Человек настроения, А. Куприн легко поддавался влиянию обстоятельств, совершал экстравагантные поступки, писал лихорадочно, запоями, как и жил. Его лучшие произведения – повести и рассказы «Поединок» (1905), «Гамбринус» (1907), «Листригоны» (1907–1911), «Суламифь» (1908), «Яма» (1909–1915), «Гранатовый браслет» (1911) и др. – объединяет не только зрелость таланта, но и вовлечённость в единый круговорот праздника и похмелья, похмелья и праздника. Эта метафора может быть ключом к пониманию купринского дарования, совмещающего в себе интерес к разного рода физио-, психо– и социопатологии (от половой невоздержанности до животного антисемитизма) со светлым мироощущением.

Исчерпывающее представление о своеобразии таланта А. Куприна даёт анализ его творчества в жанровом аспекте. Будучи мастером «малой прозы», А. Куприн не разделял присущее И. Бунину скептически-полемическое отношение к роману как литературному жанру. Если И. Бунин принципиально игнорировал романную форму, то А. Куприн, напротив, можно сказать, страдал из-за своеобразного «комплекса романа». Так и не реализованное в силу специфики творческого дарования желание написать роман у А. Куприна в конечном счёте вылилось в маниакальное стремление каждую новую (после «Поединка») повесть называть романом. Таких произведений у А. Куприна несколько: «Яма», «Юнкера», «Колесо времени», «Жанета». Ни одно из них романному уровню не соответствует, но каждое по-своему отражает ключевую тенденцию его жанровых поисков (повесть-роман).


Основную и наиболее значительную часть творчества Л. Андреева составляют лирико-философские произведения.
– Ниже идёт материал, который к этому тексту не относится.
//! Data models for address book entities.
//!
//! A [`Record`] aggregates everything the address book knows about one
//! contact: the name it is stored under, its phone numbers and an optional
//! birthday.

pub mod record;

pub use record::{PhoneEdit, Record};
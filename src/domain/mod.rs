//! Domain value objects and types.
//!
//! Type-safe wrappers for the three fields a contact can carry: its name,
//! its phone numbers and its birthday. Each value object validates its input
//! at construction time, so an invalid value can never be stored in a record.

pub mod birthday;
pub mod errors;
pub mod name;
pub mod phone;

pub use birthday::Birthday;
pub use errors::ValidationError;
pub use name::Name;
pub use phone::PhoneNumber;
mod mock_record_repository;

pub use mock_record_repository::MockRecordRepository;
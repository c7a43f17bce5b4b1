//! Contact Book - an interactive console address book.
//!
//! Contacts are kept in memory for the lifetime of one session. Each contact
//! has a unique name, any number of phone numbers and an optional birthday.
//!
//! # Architecture
//!
//! - **domain**: Validated value objects (name, phone number, birthday)
//! - **models**: The contact record and its phone/birthday operations
//! - **repositories**: Record storage with bounded, insertion-ordered iteration
//! - **commands**: Command parsing, handlers and error translation
//! - **console**: The prompt / read / reply loop
//! - **error**: Custom error types for precise error handling
//! - **config**: Configuration management from environment variables

pub mod commands;
pub mod config;
pub mod console;
pub mod domain;
pub mod error;
pub mod models;
pub mod repositories;

pub use commands::{Command, Dispatcher, Outcome};
pub use config::Config;
pub use domain::{Birthday, Name, PhoneNumber, ValidationError};
pub use error::{CommandError, ConfigError};
pub use models::{PhoneEdit, Record};
pub use repositories::{AddressBook, BoundedIter, RecordRepository};
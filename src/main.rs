//! Contact Book - Main entry point
//!
//! Starts an interactive session on stdin/stdout. Logs go to stderr so they
//! never mix with the conversation.

use anyhow::Result;
use contact_book::console::run_session;
use contact_book::{Config, Dispatcher, RecordRepository};
use tokio::io::{stdin, stdout, BufReader};
use tracing::{error, info};
use tracing_subscriber::EnvFilter;

#[tokio::main(flavor = "current_thread")]
async fn main() -> Result<()> {
    // Configuration decides the default log level, so it is loaded first
    let config = Config::from_env()?;

    let filter = EnvFilter::try_from_default_env()
        .unwrap_or_else(|_| EnvFilter::new(&config.log_level));

    tracing_subscriber::fmt()
        .with_env_filter(filter)
        .with_writer(std::io::stderr)
        .init();

    info!("Configuration loaded successfully");

    let mut dispatcher = Dispatcher::new();

    info!("Starting contact book session");
    if let Err(e) = run_session(
        &mut dispatcher,
        BufReader::new(stdin()),
        stdout(),
        &config.prompt,
    )
    .await
    {
        error!("Session ended with I/O error: {}", e);
        return Err(e.into());
    }

    info!(
        "Contact book session finished with {} contact(s)",
        dispatcher.repository().len()
    );
    Ok(())
}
Лучшие из них вызывали у критиков и читателей весь спектр эмоций – от восторга до отвращения. Объясняется это прежде всего содержательной направленностью творчества Л. Андреева (многие критики видели в его приверженности однажды освоенным темам игру на публику, в частности, Д. Мережковский сравнивал «избалованный талант» Л. Андреева с ребёнком, которого насмерть заласкала обезьяна); проблематикой его произведений, которую теперь с уверенностью можно определить как экзистенциальную: переклички Л. Андреева с М. де Унамуно, Л. Пиранделло, Ж.-П. Сартром и А. Камю достаточно очевидны. И, наконец, такое восприятие объясняется также обособленностью Л. Андреева от всех существовавших тогда литературных течений (своё положение в литературном мире сам Л. Андреев определил так: «для благородно-рождённых декадентов – презренный реалист, для наследственных реалистов – подозрительный символист»), для многих из них он так и остался «сфинксом российской интеллигенции» и непонятым писателем.
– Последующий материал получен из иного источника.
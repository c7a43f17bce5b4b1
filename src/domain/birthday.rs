//! Birthday value object.

use super::errors::ValidationError;
use chrono::NaiveDate;
use once_cell::sync::Lazy;
use regex::Regex;
use serde::{Deserialize, Deserializer, Serialize, Serializer};
use std::fmt;

/// Textual format birthdays are read from and rendered to.
pub const BIRTHDAY_FORMAT: &str = "%d.%m.%Y";

// chrono accepts unpadded day/month fields, so the two-digit shape is checked first.
static BIRTHDAY_SHAPE_RE: Lazy<Regex> = Lazy::new(|| {
    Regex::new(r"^\d{2}\.\d{2}\.\d{4}$").expect("Failed to compile birthday regex")
});

/// A contact's date of birth, parsed from `DD.MM.YYYY`.
///
/// # Example
///
/// ```
/// use contact_book::domain::Birthday;
///
/// let birthday = Birthday::new("25.05.2004").unwrap();
/// assert_eq!(birthday.to_string(), "25.05.2004");
/// assert!(Birthday::new("31.02.2004").is_err());
/// ```
#[derive(Debug, Clone, Copy, PartialEq, Eq, Hash)]
pub struct Birthday(NaiveDate);

impl Birthday {
    /// Parse a birthday from `DD.MM.YYYY` text.
    ///
    /// # Errors
    ///
    /// Returns `ValidationError::InvalidDate` if the text does not have the
    /// two-digit day, two-digit month, four-digit year shape, or names a
    /// date that does not exist on the calendar.
    pub fn new(text: impl Into<String>) -> Result<Self, ValidationError> {
        let text = text.into();

        if !BIRTHDAY_SHAPE_RE.is_match(&text) {
            return Err(ValidationError::InvalidDate(text));
        }

        NaiveDate::parse_from_str(&text, BIRTHDAY_FORMAT)
            .map(Self)
            .map_err(|_| ValidationError::InvalidDate(text))
    }

    /// The stored calendar date.
    pub fn date(&self) -> NaiveDate {
        self.0
    }
}

impl Serialize for Birthday {
    fn serialize<S>(&self, serializer: S) -> Result<S::Ok, S::Error>
    where
        S: Serializer,
    {
        self.to_string().serialize(serializer)
    }
}

impl<'de> Deserialize<'de> for Birthday {
    fn deserialize<D>(deserializer: D) -> Result<Self, D::Error>
    where
        D: Deserializer<'de>,
    {
        let s = String::deserialize(deserializer)?;
        Birthday::new(s).map_err(serde::de::Error::custom)
    }
}

impl fmt::Display for Birthday {
    fn fmt(&self, f: &mut fmt::Formatter<'_>) -> fmt::Result {
        write!(f, "{}", self.0.format(BIRTHDAY_FORMAT))
    }
}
Проза Л. Андреева всегда вызывала повышенный интерес у литературоведов. Разгадывая загадку «российского сфинкса», исследователи изучали черты типологического сходства художественной системы Л. Андреева с символизмом, экспрессионизмом и экзистенциализмом, различные аспекты поэтики и жанрового своеобразия его произведений. Значительные шаги в этом направлении были сделаны Л. Иезуитовой, В. Беззубовым, Б. Бугровым, Л. Гальцевой, Л. Силард и др.[6] Однако, в силу сложившейся традиции, связанной с необходимостью «реабилитации» Л. Андреева после тридцатилетнего забвения, в большинстве работ, в том числе и последнего десятилетия, его художественная система по инерции рассматривается как «переходное» явление между реализмом и модернизмом. На наш взгляд, такой ракурс рассмотрения лишь затрудняет интерпретацию конкретных произведений писателя. Поэтому наиболее привлекательной (и убедительной!) в этом отношении нам представляется позиция И. Московкиной, которая полагает, что результаты изучения творчества Андреева на протяжении всего XX столетия сегодня уже не вписываются в концепцию его «промежуточного» положения между реализмом и модернизмом. Признавая огромное значение опыта реалистической литературы XIX века для становления художественного мира Л. Андреева, исследовательница более продуктивным считает его рассмотрение как «оригинального, но модернистского по своей природе» [И, с. 10].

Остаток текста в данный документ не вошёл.